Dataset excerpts
+ + + +

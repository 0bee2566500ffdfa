//! Typing smile.
//!
//! While the user is typing the smile value eases toward the configured target,
//! otherwise back toward zero. The value is then eased into every matching face
//! morph target, so two one-pole filters run in cascade.

use crate::config::SmileConfig;
use crate::skeleton::MorphTargets;

fn lerp(from: f32, to: f32, t: f32) -> f32 {
    from + (to - from) * t
}

pub struct Smile {
    current: f32,
    config: SmileConfig,
    warned_no_face: bool,
    warned_no_morph: bool,
}

impl Smile {
    pub fn new(config: &SmileConfig) -> Self {
        Self {
            current: 0.0,
            config: config.clone(),
            warned_no_face: false,
            warned_no_morph: false,
        }
    }

    /// Smoothed smile value, within `[0, target]`.
    pub fn current(&self) -> f32 {
        self.current
    }

    pub fn target_for(&self, is_typing: bool) -> f32 {
        if is_typing {
            self.config.target
        } else {
            0.0
        }
    }

    /// Advance one frame and write the smile into the face morphs.
    ///
    /// A missing face mesh or missing smile morphs only log a warning, once.
    pub fn update(&mut self, is_typing: bool, face: Option<&mut MorphTargets>) -> f32 {
        let target = self.target_for(is_typing);
        self.current = lerp(self.current, target, self.config.follow_factor)
            .min(self.config.target)
            .max(0.0);

        match face {
            Some(face) => {
                if !self.write(face) && !self.warned_no_morph {
                    tracing::warn!(
                        "No smile morph target found on mesh {:?} (looked for {:?})",
                        face.mesh_name(),
                        self.config.morph_names
                    );
                    self.warned_no_morph = true;
                }
            }
            None => {
                if !self.warned_no_face {
                    tracing::warn!("Avatar has no face mesh with morph targets, smile disabled");
                    self.warned_no_face = true;
                }
            }
        }

        self.current
    }

    /// Ease every candidate morph toward the current value. Returns whether
    /// any candidate exists on the mesh.
    fn write(&self, face: &mut MorphTargets) -> bool {
        let mut applied = false;
        for name in &self.config.morph_names {
            if let Some(index) = face.index_of(name) {
                let weight = lerp(face.weight_at(index), self.current, self.config.write_factor);
                face.set_weight_at(index, weight);
                applied = true;
            }
        }
        applied
    }
}
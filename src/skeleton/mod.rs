//! Avatar skeleton: the rig hierarchy and bone role classification.

pub mod classify;
pub mod rig;

pub use classify::{classify, Binding, Role, RoleAssignment, Side};
pub use rig::{Axis, Joint, JointId, MorphTargets, Rig};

+ + + +

What is needed:
For every line of the data above that contains "index", copy that line.

Your response:
            if let Some(index) = face.index_of(name) {
                let weight = lerp(face.weight_at(index), self.current, self.config.write_factor);
                face.set_weight_at(index, weight);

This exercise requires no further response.